[Description of the task] Within the data below, find the string "lifecycle" and return each line where it occurs.

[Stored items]
//! Visit lifecycle status vocabulary
//!
//! Two independent status columns govern a visit record: `MappingStatus`
//! drives the fill/mark-complete sweeps, `PublishStatus` records the
//! outcome of publish attempts. Both are persisted as their uppercase
//! string form.

use serde::{Deserialize, Serialize};
use std::fmt;
use std::str::FromStr;

/// Mapping lifecycle of a visit record.
#[derive(Debug, Clone, Copy, PartialEq, Eq, Hash, Serialize, Deserialize)]
pub enum MappingStatus {
    /// Ready to publish to the registry
    #[serde(rename = "READY")]
    Ready,
    /// Sections still missing; fill/mark-complete keep processing it
    #[serde(rename = "INCOMPLETE")]
    Incomplete,
    /// The immutable snapshot failed validation at fetch time; terminal
    #[serde(rename = "INVALID")]
    Invalid,
}

impl MappingStatus {
    pub fn as_str(&self) -> &'static str {
        match self {
            MappingStatus::Ready => "READY",
            MappingStatus::Incomplete => "INCOMPLETE",
            MappingStatus::Invalid => "INVALID",
        }
    }
}

impl fmt::Display for MappingStatus {
    fn fmt(&self, f: &mut fmt::Formatter<'_>) -> fmt::Result {
        f.write_str(self.as_str())
    }
}

impl FromStr for MappingStatus {
    type Err = String;

    fn from_str(s: &str) -> Result<Self, Self::Err> {
        match s {
            "READY" => Ok(MappingStatus::Ready),
            "INCOMPLETE" => Ok(MappingStatus::Incomplete),
            "INVALID" => Ok(MappingStatus::Invalid),
            other => Err(format!("unknown mapping status: {other}")),
        }
    }
}

/// Publish outcome of a visit record.
#[derive(Debug, Clone, Copy, PartialEq, Eq, Hash, Serialize, Deserialize)]
pub enum PublishStatus {
    /// Successfully published
    #[serde(rename = "SUCCESS")]
    Success,
    /// Published but the registry reported a payload problem
    #[serde(rename = "PAYLOAD_INVALID")]
    PayloadInvalid,
    /// Publish failed with a registry response; retryable
    #[serde(rename = "ERROR")]
    Error,
    /// Not yet attempted (initial state)
    #[serde(rename = "PREPARING")]
    Preparing,
}

impl PublishStatus {
    pub fn as_str(&self) -> &'static str {
        match self {
            PublishStatus::Success => "SUCCESS",
            PublishStatus::PayloadInvalid => "PAYLOAD_INVALID",
            PublishStatus::Error => "ERROR",
            PublishStatus::Preparing => "PREPARING",
        }
    }
}

impl fmt::Display for PublishStatus {
    fn fmt(&self, f: &mut fmt::Formatter<'_>) -> fmt::Result {
        f.write_str(self.as_str())
    }
}

impl FromStr for PublishStatus {
    type Err = String;

    fn from_str(s: &str) -> Result<Self, Self::Err> {
        match s {
            "SUCCESS" => Ok(PublishStatus::Success),
            "PAYLOAD_INVALID" => Ok(PublishStatus::PayloadInvalid),
            "ERROR" => Ok(PublishStatus::Error),
            "PREPARING" => Ok(PublishStatus::Preparing),
            other => Err(format!("unknown publish status: {other}")),
        }
    }
}
//! Configuration loading from disk with environment substitution

use garuda::config::load_config;
use secrecy::ExposeSecret;
use std::io::Write;

fn write_config(dir: &tempfile::TempDir, contents: &str) -> std::path::PathBuf {
    let path = dir.path().join("garuda.toml");
    let mut file = std::fs::File::create(&path).unwrap();
    file.write_all(contents.as_bytes()).unwrap();
    path
}

// Tests run in parallel in one process; each one uses its own
// environment variable names.
fn config_toml(secret_var: &str, password_var: &str) -> String {
    format!(
        r#"
[application]
log_level = "debug"

[jobs]
fetch_interval_secs = 120
publish_enabled = false

[mapping]
mark_complete_days = 14
disable_radiology = true

[publish]
simulation_mode = true
send_delay_secs = 0

[registry]
organization_id = "ORG01"
client_id = "client-id"
client_secret = "${{{secret_var}}}"

[store]
path = "state/garuda.db"

[simrs]
vendor = "medifirst"
host = "10.1.2.3"
username = "integrator"
password = "${{{password_var}}}"
database = "simrs_prod"
"#
    )
}

#[test]
fn test_load_full_config_with_env_substitution() {
    std::env::set_var("GARUDA_IT_LOAD_SECRET", "oauth-secret");
    std::env::set_var("GARUDA_IT_LOAD_PASSWORD", "db-secret");

    let dir = tempfile::tempdir().unwrap();
    let path = write_config(
        &dir,
        &config_toml("GARUDA_IT_LOAD_SECRET", "GARUDA_IT_LOAD_PASSWORD"),
    );
    let config = load_config(&path).unwrap();

    assert_eq!(config.application.log_level, "debug");
    assert_eq!(config.jobs.fetch_interval_secs, 120);
    assert!(!config.jobs.publish_enabled);
    assert!(config.jobs.fill_enabled);
    assert_eq!(config.mapping.mark_complete_days, 14);
    assert!(config.mapping.disable_radiology);
    assert!(config.publish.simulation_mode);
    assert_eq!(config.simrs.vendor, "medifirst");
    assert_eq!(config.store.path, "state/garuda.db");
    assert_eq!(
        config.registry.client_secret.expose_secret().as_str(),
        "oauth-secret"
    );
    assert_eq!(config.simrs.password.expose_secret().as_str(), "db-secret");
}

#[test]
fn test_missing_env_variable_fails_load() {
    std::env::set_var("GARUDA_IT_MISSING_PASSWORD", "db-secret");

    let dir = tempfile::tempdir().unwrap();
    let path = write_config(
        &dir,
        &config_toml("GARUDA_IT_DEFINITELY_UNSET", "GARUDA_IT_MISSING_PASSWORD"),
    );

    let err = load_config(&path).unwrap_err();
    assert!(err.to_string().contains("GARUDA_IT_DEFINITELY_UNSET"));
}

#[test]
fn test_validation_failure_surfaces() {
    std::env::set_var("GARUDA_IT_INVALID_SECRET", "x");
    std::env::set_var("GARUDA_IT_INVALID_PASSWORD", "y");

    let dir = tempfile::tempdir().unwrap();
    let contents = config_toml("GARUDA_IT_INVALID_SECRET", "GARUDA_IT_INVALID_PASSWORD")
        .replace("vendor = \"medifirst\"", "vendor = \"unknown\"");
    let path = write_config(&dir, &contents);

    let err = load_config(&path).unwrap_err();
    assert!(err.to_string().contains("Unsupported simrs.vendor"));
}
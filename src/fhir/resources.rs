//! FHIR resource models
//!
//! The handful of R4 resources the worker submits: Encounter, Condition,
//! Observation, Medication, MedicationRequest and MedicationDispense.
//! Only the fields the registry payload carries are modeled.

use crate::fhir::types::{
    CodeableConcept, Coding, Extension, Identifier, Period, Quantity, Reference,
};
use serde::Serialize;

#[derive(Debug, Clone, Serialize)]
#[serde(rename_all = "camelCase")]
pub struct Encounter {
    #[serde(rename = "resourceType")]
    pub resource_type: &'static str,
    #[serde(skip_serializing_if = "Vec::is_empty")]
    pub identifier: Vec<Identifier>,
    pub status: &'static str,
    pub class: Coding,
    pub subject: Reference,
    #[serde(skip_serializing_if = "Vec::is_empty")]
    pub participant: Vec<EncounterParticipant>,
    pub period: Period,
    #[serde(skip_serializing_if = "Vec::is_empty")]
    pub location: Vec<EncounterLocation>,
    #[serde(skip_serializing_if = "Vec::is_empty")]
    pub status_history: Vec<EncounterStatusHistory>,
    #[serde(skip_serializing_if = "Vec::is_empty")]
    pub diagnosis: Vec<EncounterDiagnosis>,
    #[serde(skip_serializing_if = "Option::is_none")]
    pub service_provider: Option<Reference>,
}

#[derive(Debug, Clone, Serialize)]
#[serde(rename_all = "camelCase")]
pub struct EncounterParticipant {
    #[serde(rename = "type", skip_serializing_if = "Vec::is_empty")]
    pub type_: Vec<CodeableConcept>,
    #[serde(skip_serializing_if = "Option::is_none")]
    pub individual: Option<Reference>,
}

#[derive(Debug, Clone, Serialize)]
#[serde(rename_all = "camelCase")]
pub struct EncounterLocation {
    pub location: Reference,
}

#[derive(Debug, Clone, Serialize)]
#[serde(rename_all = "camelCase")]
pub struct EncounterStatusHistory {
    pub status: &'static str,
    pub period: Period,
}

#[derive(Debug, Clone, Serialize)]
#[serde(rename_all = "camelCase")]
pub struct EncounterDiagnosis {
    pub condition: Reference,
    #[serde(rename = "use", skip_serializing_if = "Option::is_none")]
    pub use_: Option<CodeableConcept>,
}

#[derive(Debug, Clone, Serialize)]
#[serde(rename_all = "camelCase")]
pub struct Condition {
    #[serde(rename = "resourceType")]
    pub resource_type: &'static str,
    #[serde(skip_serializing_if = "Option::is_none")]
    pub clinical_status: Option<CodeableConcept>,
    #[serde(skip_serializing_if = "Vec::is_empty")]
    pub category: Vec<CodeableConcept>,
    #[serde(skip_serializing_if = "Option::is_none")]
    pub code: Option<CodeableConcept>,
    pub subject: Reference,
    #[serde(skip_serializing_if = "Option::is_none")]
    pub encounter: Option<Reference>,
}

#[derive(Debug, Clone, Serialize)]
#[serde(rename_all = "camelCase")]
pub struct Observation {
    #[serde(rename = "resourceType")]
    pub resource_type: &'static str,
    pub status: &'static str,
    pub code: CodeableConcept,
    #[serde(skip_serializing_if = "Option::is_none")]
    pub subject: Option<Reference>,
    #[serde(skip_serializing_if = "Option::is_none")]
    pub encounter: Option<Reference>,
    #[serde(skip_serializing_if = "Vec::is_empty")]
    pub performer: Vec<Reference>,
    #[serde(skip_serializing_if = "Option::is_none")]
    pub effective_date_time: Option<String>,
    #[serde(skip_serializing_if = "Option::is_none")]
    pub value_quantity: Option<Quantity>,
    #[serde(skip_serializing_if = "Option::is_none")]
    pub value_codeable_concept: Option<CodeableConcept>,
}

#[derive(Debug, Clone, Serialize)]
#[serde(rename_all = "camelCase")]
pub struct Medication {
    #[serde(rename = "resourceType")]
    pub resource_type: &'static str,
    #[serde(skip_serializing_if = "Vec::is_empty")]
    pub identifier: Vec<Identifier>,
    #[serde(skip_serializing_if = "Option::is_none")]
    pub code: Option<CodeableConcept>,
    #[serde(skip_serializing_if = "Option::is_none")]
    pub status: Option<&'static str>,
    #[serde(skip_serializing_if = "Option::is_none")]
    pub batch: Option<MedicationBatch>,
    #[serde(skip_serializing_if = "Vec::is_empty")]
    pub extension: Vec<Extension>,
}

#[derive(Debug, Clone, Serialize)]
#[serde(rename_all = "camelCase")]
pub struct MedicationBatch {
    #[serde(skip_serializing_if = "Option::is_none")]
    pub lot_number: Option<String>,
    #[serde(skip_serializing_if = "Option::is_none")]
    pub expiration_date: Option<String>,
}

#[derive(Debug, Clone, Serialize)]
#[serde(rename_all = "camelCase")]
pub struct MedicationRequest {
    #[serde(rename = "resourceType")]
    pub resource_type: &'static str,
    #[serde(skip_serializing_if = "Vec::is_empty")]
    pub identifier: Vec<Identifier>,
    pub status: &'static str,
    pub intent: &'static str,
    #[serde(skip_serializing_if = "Vec::is_empty")]
    pub category: Vec<CodeableConcept>,
    #[serde(skip_serializing_if = "Option::is_none")]
    pub priority: Option<&'static str>,
    pub medication_reference: Reference,
    pub subject: Reference,
    #[serde(skip_serializing_if = "Option::is_none")]
    pub encounter: Option<Reference>,
    #[serde(skip_serializing_if = "Option::is_none")]
    pub authored_on: Option<String>,
    #[serde(skip_serializing_if = "Option::is_none")]
    pub requester: Option<Reference>,
    #[serde(skip_serializing_if = "Option::is_none")]
    pub dispense_request: Option<MedicationRequestDispenseRequest>,
}

#[derive(Debug, Clone, Serialize)]
#[serde(rename_all = "camelCase")]
pub struct MedicationRequestDispenseRequest {
    #[serde(skip_serializing_if = "Option::is_none")]
    pub performer: Option<Reference>,
}

#[derive(Debug, Clone, Serialize)]
#[serde(rename_all = "camelCase")]
pub struct MedicationDispense {
    #[serde(rename = "resourceType")]
    pub resource_type: &'static str,
    #[serde(skip_serializing_if = "Vec::is_empty")]
    pub identifier: Vec<Identifier>,
    pub status: &'static str,
    #[serde(skip_serializing_if = "Option::is_none")]
    pub category: Option<CodeableConcept>,
    pub medication_reference: Reference,
    pub subject: Reference,
    #[serde(skip_serializing_if = "Option::is_none")]
    pub context: Option<Reference>,
    #[serde(skip_serializing_if = "Vec::is_empty")]
    pub performer: Vec<MedicationDispensePerformer>,
    #[serde(skip_serializing_if = "Option::is_none")]
    pub when_prepared: Option<String>,
    #[serde(skip_serializing_if = "Option::is_none")]
    pub when_handed_over: Option<String>,
}

#[derive(Debug, Clone, Serialize)]
#[serde(rename_all = "camelCase")]
pub struct MedicationDispensePerformer {
    pub actor: Reference,
}
//! Shared FHIR datatypes
//!
//! Minimal serde models for the R4 datatypes the bundle payload uses.
//! Serialization is camelCase and omits unset fields, matching the wire
//! shape the registry expects; this is deliberately not a conformance
//! layer.

use serde::Serialize;

#[derive(Debug, Clone, Serialize)]
#[serde(rename_all = "camelCase")]
pub struct Coding {
    #[serde(skip_serializing_if = "Option::is_none")]
    pub system: Option<String>,
    #[serde(skip_serializing_if = "Option::is_none")]
    pub code: Option<String>,
    #[serde(skip_serializing_if = "Option::is_none")]
    pub display: Option<String>,
}

impl Coding {
    pub fn new(
        system: impl Into<String>,
        code: impl Into<String>,
        display: impl Into<String>,
    ) -> Self {
        Self {
            system: Some(system.into()),
            code: Some(code.into()),
            display: Some(display.into()),
        }
    }
}

#[derive(Debug, Clone, Serialize)]
#[serde(rename_all = "camelCase")]
pub struct CodeableConcept {
    #[serde(skip_serializing_if = "Vec::is_empty")]
    pub coding: Vec<Coding>,
}

impl CodeableConcept {
    pub fn single(coding: Coding) -> Self {
        Self {
            coding: vec![coding],
        }
    }
}

#[derive(Debug, Clone, Serialize)]
#[serde(rename_all = "camelCase")]
pub struct Reference {
    #[serde(skip_serializing_if = "Option::is_none")]
    pub reference: Option<String>,
    #[serde(skip_serializing_if = "Option::is_none")]
    pub display: Option<String>,
}

impl Reference {
    /// Literal reference to a registry-resident resource, e.g. `Patient/P01`.
    pub fn typed(resource_type: &str, id: &str) -> Self {
        Self {
            reference: Some(format!("{resource_type}/{id}")),
            display: None,
        }
    }

    /// Temporary same-bundle reference, e.g. `urn:uuid:<id>`.
    pub fn urn(id: &str) -> Self {
        Self {
            reference: Some(format!("urn:uuid:{id}")),
            display: None,
        }
    }

    pub fn with_display(mut self, display: impl Into<String>) -> Self {
        self.display = Some(display.into());
        self
    }
}

#[derive(Debug, Clone, Serialize)]
#[serde(rename_all = "camelCase")]
pub struct Identifier {
    #[serde(skip_serializing_if = "Option::is_none")]
    pub system: Option<String>,
    #[serde(rename = "use", skip_serializing_if = "Option::is_none")]
    pub use_: Option<String>,
    #[serde(skip_serializing_if = "Option::is_none")]
    pub value: Option<String>,
}

#[derive(Debug, Clone, Serialize)]
#[serde(rename_all = "camelCase")]
pub struct Period {
    #[serde(skip_serializing_if = "Option::is_none")]
    pub start: Option<String>,
    #[serde(skip_serializing_if = "Option::is_none")]
    pub end: Option<String>,
}

#[derive(Debug, Clone, Serialize)]
#[serde(rename_all = "camelCase")]
pub struct Quantity {
    #[serde(skip_serializing_if = "Option::is_none")]
    pub system: Option<String>,
    #[serde(skip_serializing_if = "Option::is_none")]
    pub value: Option<f64>,
    #[serde(skip_serializing_if = "Option::is_none")]
    pub unit: Option<String>,
    #[serde(skip_serializing_if = "Option::is_none")]
    pub code: Option<String>,
}

#[derive(Debug, Clone, Serialize)]
#[serde(rename_all = "camelCase")]
pub struct Extension {
    pub url: String,
    #[serde(skip_serializing_if = "Option::is_none")]
    pub value_codeable_concept: Option<CodeableConcept>,
}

[The completed task]
//! Visit lifecycle status vocabulary
/// Mapping lifecycle of a visit record.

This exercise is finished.